Task description —
Counting the line with "a page body." as the last one, copy out the lines of the data exactly from the first onward.

(Stored data entries)
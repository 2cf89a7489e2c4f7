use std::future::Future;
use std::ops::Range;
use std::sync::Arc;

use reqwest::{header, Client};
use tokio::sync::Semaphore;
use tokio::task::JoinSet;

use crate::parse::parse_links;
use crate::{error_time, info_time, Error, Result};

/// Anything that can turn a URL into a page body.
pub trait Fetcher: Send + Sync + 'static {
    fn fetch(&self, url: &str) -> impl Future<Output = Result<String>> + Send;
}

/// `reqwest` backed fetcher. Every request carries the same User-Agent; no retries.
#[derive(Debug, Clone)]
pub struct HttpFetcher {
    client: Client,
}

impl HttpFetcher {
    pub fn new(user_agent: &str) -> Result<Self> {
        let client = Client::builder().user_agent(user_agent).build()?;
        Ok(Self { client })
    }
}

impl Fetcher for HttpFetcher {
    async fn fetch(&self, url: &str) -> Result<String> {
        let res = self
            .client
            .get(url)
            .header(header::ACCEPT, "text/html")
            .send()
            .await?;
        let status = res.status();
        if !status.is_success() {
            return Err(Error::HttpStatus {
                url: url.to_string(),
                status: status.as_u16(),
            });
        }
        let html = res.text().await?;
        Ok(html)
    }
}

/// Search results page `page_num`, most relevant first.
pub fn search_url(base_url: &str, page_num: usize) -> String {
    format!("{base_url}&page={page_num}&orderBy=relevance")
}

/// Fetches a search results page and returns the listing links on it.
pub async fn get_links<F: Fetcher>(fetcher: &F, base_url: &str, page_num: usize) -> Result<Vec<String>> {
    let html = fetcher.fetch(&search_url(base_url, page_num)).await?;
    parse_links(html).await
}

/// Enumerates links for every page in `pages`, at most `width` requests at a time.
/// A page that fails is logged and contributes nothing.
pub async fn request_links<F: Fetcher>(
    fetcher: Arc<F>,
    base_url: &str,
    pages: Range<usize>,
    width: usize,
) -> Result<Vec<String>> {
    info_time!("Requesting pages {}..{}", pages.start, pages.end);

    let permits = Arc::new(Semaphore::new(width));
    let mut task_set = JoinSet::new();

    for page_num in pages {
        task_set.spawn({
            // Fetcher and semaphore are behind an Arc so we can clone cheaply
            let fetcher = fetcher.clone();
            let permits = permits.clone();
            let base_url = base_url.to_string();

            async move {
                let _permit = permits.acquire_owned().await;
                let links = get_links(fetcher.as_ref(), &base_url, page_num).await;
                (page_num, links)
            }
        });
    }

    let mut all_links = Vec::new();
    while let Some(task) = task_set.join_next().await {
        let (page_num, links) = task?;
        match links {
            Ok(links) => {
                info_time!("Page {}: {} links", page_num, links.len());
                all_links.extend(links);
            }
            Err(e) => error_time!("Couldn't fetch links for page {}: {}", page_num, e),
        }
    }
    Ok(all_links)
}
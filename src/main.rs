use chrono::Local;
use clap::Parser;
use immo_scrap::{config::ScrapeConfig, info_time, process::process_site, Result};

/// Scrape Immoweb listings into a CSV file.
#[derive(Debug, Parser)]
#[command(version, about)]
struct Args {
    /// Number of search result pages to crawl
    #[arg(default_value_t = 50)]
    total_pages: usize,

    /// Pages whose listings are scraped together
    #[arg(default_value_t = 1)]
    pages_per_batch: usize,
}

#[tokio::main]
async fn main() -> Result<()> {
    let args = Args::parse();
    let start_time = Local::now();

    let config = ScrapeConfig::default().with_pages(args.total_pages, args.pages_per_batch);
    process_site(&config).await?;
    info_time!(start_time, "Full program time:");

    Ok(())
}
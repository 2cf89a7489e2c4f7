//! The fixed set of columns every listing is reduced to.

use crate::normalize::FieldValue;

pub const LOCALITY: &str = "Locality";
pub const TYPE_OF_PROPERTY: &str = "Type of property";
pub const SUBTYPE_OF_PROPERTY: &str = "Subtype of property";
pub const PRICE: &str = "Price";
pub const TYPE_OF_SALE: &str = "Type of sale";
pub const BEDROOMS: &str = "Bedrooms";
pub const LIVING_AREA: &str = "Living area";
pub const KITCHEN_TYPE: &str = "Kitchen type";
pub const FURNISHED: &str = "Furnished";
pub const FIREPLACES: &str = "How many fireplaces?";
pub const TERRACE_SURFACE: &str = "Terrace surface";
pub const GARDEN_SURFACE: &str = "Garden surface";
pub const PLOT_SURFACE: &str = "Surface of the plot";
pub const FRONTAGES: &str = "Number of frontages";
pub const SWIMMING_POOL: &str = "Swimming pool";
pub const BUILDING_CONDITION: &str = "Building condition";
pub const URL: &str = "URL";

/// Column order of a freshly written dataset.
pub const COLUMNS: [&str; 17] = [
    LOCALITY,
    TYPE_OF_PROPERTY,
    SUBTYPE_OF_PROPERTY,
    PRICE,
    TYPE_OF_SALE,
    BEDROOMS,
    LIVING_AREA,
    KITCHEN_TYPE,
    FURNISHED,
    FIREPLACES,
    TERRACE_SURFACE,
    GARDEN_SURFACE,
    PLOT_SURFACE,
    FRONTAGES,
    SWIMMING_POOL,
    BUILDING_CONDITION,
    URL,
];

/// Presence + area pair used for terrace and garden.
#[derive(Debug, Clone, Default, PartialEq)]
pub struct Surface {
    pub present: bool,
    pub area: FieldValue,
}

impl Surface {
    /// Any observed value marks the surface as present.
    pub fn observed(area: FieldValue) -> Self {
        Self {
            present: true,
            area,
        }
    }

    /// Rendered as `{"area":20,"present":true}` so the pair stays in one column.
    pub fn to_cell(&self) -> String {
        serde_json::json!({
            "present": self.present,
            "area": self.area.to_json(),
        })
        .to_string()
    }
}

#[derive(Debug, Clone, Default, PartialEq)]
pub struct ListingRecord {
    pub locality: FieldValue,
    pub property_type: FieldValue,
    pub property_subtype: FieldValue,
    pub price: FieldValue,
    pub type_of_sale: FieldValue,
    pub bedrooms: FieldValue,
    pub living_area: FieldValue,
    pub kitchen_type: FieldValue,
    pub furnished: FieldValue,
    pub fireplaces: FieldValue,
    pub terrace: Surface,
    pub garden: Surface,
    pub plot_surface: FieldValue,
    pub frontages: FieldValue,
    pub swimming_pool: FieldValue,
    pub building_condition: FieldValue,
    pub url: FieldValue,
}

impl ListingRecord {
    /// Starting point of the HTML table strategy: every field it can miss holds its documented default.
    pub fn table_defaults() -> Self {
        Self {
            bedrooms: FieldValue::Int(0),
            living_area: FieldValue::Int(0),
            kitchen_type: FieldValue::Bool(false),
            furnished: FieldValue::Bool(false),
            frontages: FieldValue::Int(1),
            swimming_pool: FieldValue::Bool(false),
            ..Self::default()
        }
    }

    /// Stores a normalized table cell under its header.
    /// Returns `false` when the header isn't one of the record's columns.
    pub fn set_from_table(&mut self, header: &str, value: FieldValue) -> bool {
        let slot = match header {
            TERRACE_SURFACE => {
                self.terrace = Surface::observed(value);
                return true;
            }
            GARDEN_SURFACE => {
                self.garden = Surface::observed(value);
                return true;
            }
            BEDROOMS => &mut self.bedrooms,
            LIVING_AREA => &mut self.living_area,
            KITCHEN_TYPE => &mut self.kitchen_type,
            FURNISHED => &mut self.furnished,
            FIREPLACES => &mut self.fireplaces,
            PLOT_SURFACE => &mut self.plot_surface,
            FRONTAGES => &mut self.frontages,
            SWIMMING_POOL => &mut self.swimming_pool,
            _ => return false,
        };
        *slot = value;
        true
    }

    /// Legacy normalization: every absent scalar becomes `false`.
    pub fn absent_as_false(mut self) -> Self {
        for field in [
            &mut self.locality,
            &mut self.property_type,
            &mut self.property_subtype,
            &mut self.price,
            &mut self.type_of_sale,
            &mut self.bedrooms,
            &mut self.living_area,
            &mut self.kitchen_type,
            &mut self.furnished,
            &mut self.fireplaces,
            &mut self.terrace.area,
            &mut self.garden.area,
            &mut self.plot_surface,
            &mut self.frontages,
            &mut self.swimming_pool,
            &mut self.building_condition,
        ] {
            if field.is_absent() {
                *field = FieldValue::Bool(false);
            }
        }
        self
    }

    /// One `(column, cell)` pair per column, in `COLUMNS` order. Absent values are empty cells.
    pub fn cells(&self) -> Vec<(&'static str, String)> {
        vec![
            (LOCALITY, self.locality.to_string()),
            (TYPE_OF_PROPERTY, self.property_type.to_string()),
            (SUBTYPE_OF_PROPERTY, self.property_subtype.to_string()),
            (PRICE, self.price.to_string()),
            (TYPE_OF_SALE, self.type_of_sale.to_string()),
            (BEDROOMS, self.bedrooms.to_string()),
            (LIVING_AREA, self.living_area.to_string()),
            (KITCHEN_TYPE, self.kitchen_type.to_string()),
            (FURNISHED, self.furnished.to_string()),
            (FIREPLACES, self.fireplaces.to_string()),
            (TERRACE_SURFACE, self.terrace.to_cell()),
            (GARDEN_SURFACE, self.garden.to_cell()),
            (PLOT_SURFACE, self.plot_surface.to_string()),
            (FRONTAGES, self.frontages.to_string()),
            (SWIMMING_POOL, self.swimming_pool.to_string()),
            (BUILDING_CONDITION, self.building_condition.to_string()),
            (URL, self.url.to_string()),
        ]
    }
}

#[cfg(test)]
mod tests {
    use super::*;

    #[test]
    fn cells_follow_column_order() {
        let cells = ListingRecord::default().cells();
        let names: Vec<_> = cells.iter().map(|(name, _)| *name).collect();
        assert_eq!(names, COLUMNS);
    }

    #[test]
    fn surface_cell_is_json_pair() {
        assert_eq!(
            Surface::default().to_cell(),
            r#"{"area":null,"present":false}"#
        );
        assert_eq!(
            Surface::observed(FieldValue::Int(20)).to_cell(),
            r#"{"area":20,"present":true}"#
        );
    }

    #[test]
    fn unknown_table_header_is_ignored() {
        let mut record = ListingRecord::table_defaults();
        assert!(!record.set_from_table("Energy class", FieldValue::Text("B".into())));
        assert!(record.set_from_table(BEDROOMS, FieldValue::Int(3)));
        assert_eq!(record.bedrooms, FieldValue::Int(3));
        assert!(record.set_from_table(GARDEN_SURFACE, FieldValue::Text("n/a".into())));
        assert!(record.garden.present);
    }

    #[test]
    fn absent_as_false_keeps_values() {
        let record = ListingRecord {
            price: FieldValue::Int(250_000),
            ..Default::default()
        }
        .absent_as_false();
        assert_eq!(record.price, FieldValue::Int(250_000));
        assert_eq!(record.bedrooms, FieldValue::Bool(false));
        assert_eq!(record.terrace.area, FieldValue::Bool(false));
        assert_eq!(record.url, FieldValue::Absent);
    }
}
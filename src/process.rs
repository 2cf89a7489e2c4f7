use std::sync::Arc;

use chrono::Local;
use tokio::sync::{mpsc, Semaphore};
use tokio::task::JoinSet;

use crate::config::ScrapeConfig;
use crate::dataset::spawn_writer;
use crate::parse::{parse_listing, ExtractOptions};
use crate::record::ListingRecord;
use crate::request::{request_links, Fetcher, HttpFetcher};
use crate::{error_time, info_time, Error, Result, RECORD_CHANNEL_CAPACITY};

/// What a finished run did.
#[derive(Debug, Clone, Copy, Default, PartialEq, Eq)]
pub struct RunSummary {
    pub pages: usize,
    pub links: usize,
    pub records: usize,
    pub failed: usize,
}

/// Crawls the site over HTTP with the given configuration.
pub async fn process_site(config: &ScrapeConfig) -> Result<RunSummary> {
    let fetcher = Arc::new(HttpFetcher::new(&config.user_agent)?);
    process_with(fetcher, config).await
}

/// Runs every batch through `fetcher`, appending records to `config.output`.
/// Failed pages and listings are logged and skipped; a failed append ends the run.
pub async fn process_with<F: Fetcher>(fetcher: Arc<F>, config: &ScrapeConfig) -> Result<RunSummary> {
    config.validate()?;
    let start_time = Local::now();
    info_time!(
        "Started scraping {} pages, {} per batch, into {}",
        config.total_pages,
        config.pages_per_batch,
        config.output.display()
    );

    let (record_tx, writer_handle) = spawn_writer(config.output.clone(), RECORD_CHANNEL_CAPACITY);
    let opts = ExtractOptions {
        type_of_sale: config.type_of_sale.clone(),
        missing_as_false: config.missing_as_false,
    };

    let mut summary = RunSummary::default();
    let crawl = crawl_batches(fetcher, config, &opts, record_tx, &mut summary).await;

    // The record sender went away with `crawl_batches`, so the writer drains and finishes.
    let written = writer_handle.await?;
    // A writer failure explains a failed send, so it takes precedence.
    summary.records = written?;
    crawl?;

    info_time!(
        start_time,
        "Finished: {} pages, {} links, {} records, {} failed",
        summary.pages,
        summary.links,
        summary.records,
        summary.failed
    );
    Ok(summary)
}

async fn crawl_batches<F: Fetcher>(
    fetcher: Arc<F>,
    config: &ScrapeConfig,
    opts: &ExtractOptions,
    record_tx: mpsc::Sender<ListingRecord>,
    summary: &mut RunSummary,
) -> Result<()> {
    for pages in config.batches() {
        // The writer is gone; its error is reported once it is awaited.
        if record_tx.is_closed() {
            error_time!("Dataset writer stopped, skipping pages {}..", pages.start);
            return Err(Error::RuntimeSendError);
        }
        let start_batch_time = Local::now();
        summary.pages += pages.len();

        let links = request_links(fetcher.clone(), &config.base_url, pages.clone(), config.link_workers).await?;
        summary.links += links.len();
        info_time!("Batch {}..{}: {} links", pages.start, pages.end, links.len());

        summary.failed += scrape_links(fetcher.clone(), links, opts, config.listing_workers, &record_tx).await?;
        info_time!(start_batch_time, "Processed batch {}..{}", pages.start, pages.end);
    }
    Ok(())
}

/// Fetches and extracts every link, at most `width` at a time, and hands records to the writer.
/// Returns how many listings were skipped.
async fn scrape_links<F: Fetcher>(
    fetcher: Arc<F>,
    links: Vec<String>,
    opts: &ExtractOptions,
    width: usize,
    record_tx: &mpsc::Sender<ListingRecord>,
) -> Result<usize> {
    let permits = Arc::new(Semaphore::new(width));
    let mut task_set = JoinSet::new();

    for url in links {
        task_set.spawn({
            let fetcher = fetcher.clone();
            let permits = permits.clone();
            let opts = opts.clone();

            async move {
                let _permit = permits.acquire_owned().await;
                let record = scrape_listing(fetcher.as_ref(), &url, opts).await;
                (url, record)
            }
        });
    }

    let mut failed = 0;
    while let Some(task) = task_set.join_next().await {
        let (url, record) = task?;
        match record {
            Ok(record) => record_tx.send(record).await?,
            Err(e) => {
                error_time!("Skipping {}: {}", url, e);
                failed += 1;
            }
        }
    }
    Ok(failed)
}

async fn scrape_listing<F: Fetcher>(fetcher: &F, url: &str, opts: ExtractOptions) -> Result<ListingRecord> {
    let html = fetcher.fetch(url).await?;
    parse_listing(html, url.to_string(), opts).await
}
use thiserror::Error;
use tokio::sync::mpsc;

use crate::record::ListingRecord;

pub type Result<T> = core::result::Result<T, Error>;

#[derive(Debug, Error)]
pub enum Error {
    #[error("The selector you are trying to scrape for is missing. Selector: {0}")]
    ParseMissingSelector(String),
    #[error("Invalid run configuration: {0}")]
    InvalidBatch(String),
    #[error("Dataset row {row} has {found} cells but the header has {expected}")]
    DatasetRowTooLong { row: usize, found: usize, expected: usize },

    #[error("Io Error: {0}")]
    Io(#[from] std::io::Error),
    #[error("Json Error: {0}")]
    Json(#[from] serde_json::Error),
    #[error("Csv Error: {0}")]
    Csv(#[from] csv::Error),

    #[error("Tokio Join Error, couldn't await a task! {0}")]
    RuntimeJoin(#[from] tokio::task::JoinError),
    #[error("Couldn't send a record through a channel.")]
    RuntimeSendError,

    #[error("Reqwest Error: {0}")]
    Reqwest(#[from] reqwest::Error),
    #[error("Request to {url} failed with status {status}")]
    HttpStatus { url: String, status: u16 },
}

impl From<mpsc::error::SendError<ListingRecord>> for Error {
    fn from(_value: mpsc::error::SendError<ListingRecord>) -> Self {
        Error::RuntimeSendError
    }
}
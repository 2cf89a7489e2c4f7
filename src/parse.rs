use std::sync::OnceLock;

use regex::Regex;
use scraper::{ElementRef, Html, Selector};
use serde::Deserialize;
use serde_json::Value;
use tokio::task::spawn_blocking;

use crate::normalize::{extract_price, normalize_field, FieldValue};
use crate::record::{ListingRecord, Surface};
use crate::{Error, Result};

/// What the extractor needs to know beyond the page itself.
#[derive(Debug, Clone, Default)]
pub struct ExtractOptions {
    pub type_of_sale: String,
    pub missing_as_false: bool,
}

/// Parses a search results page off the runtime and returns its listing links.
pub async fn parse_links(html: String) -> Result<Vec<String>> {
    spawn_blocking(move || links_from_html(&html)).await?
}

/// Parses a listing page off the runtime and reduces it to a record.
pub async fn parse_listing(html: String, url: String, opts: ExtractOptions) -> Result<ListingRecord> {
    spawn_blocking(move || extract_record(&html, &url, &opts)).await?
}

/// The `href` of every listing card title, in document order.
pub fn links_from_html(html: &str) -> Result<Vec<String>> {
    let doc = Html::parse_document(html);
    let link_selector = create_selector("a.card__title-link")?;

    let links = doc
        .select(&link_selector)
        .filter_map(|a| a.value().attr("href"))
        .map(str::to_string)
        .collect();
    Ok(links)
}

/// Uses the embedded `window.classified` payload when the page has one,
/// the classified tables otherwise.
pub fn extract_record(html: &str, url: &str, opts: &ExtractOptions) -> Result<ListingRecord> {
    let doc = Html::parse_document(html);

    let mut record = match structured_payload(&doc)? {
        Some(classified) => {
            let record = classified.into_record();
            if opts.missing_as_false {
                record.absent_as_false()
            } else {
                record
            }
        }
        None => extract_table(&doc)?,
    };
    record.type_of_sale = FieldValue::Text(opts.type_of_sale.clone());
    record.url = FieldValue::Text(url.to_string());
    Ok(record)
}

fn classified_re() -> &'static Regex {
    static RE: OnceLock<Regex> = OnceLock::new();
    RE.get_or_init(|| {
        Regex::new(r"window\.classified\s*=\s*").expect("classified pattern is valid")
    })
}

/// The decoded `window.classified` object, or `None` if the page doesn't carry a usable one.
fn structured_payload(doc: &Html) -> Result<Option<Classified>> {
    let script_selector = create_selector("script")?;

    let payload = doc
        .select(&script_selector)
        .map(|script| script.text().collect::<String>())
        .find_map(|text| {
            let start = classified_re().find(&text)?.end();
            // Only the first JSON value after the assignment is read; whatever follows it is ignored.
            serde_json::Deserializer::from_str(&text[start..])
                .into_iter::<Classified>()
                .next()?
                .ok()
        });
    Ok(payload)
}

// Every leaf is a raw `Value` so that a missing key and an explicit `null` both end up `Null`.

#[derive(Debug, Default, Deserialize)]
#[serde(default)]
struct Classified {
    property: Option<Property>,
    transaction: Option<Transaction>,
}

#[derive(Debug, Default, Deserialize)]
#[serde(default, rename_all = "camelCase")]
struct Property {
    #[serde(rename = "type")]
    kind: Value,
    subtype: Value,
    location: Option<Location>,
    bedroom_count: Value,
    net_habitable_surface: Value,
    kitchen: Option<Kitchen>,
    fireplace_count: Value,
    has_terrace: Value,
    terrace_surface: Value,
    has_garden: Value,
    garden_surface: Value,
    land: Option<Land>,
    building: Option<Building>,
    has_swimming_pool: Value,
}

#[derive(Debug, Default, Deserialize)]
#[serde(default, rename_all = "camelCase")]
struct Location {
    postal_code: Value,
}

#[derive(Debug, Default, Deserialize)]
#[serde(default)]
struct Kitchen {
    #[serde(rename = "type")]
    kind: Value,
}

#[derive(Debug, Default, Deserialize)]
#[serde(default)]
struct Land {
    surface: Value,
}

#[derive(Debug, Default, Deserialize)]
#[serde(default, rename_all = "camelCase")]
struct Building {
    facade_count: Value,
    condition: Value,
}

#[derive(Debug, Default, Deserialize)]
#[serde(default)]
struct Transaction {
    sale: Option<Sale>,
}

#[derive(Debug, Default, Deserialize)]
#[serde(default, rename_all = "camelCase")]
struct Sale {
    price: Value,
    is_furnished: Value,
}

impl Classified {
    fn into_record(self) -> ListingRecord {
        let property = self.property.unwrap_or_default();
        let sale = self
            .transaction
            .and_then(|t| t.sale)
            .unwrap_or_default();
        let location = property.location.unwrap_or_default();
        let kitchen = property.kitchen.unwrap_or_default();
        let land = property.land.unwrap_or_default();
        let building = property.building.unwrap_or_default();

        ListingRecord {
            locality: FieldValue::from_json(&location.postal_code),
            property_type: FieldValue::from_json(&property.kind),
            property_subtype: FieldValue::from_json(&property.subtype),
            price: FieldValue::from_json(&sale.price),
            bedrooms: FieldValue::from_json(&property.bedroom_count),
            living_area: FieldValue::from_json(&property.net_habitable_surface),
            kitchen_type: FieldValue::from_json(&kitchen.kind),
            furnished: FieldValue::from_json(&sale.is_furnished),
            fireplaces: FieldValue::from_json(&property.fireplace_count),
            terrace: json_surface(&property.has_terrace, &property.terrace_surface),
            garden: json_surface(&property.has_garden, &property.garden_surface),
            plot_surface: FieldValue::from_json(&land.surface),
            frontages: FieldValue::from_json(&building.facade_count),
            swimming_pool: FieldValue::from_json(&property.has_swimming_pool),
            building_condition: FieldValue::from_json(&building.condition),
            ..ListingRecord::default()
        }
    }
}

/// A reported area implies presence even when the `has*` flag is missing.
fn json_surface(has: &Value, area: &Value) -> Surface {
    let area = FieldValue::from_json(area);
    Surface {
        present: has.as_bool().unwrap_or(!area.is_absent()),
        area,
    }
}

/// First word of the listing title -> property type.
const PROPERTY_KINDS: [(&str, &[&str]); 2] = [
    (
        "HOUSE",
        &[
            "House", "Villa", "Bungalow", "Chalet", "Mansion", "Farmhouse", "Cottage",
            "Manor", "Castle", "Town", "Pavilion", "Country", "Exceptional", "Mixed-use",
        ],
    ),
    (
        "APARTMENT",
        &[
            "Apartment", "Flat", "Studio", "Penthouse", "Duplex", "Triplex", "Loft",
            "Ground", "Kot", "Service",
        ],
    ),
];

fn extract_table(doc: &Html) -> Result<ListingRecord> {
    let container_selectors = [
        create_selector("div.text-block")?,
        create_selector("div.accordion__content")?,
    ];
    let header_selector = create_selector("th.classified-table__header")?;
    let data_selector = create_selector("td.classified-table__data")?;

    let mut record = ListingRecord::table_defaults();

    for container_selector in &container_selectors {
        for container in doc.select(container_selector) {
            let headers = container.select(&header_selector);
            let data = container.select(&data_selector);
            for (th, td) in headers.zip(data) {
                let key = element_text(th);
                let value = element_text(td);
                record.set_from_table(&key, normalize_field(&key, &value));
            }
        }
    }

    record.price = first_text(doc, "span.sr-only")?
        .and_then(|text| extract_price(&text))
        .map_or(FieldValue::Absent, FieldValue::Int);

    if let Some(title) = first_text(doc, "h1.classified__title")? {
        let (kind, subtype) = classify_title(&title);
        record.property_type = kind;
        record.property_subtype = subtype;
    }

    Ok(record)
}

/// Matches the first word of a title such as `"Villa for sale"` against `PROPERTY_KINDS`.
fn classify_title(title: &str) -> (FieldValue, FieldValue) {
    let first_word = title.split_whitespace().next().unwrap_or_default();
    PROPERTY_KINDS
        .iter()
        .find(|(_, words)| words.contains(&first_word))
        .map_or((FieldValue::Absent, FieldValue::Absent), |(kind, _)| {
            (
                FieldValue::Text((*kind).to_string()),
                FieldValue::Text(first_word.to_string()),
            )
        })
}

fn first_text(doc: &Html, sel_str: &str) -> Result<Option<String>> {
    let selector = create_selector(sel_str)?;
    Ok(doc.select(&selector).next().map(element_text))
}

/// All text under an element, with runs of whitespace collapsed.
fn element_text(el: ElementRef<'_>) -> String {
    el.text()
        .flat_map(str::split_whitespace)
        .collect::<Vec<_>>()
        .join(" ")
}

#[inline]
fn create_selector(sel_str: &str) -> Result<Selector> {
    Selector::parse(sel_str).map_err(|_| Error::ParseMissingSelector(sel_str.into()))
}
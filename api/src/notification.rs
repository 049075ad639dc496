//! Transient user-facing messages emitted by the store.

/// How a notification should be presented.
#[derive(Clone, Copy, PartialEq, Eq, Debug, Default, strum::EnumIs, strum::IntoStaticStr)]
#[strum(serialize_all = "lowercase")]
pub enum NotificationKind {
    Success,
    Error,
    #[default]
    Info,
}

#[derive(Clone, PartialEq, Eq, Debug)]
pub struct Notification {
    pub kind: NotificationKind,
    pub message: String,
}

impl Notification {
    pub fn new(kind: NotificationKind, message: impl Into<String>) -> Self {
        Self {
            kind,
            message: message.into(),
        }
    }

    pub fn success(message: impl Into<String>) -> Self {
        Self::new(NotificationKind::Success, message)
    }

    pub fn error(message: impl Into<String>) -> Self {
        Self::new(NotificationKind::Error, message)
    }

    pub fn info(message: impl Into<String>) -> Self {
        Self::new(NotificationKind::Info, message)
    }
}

Exercise result —
repository 2cf89a7489e2c4f7
use std::future::Future;
use std::ops::Range;
use std::sync::Arc;

use reqwest::{header, Client};
use tokio::sync::Semaphore;
use tokio::task::JoinSet;

use crate::parse::parse_links;
use crate::{error_time, info_time, Error, Result};

/// Anything that can turn a URL into a page body.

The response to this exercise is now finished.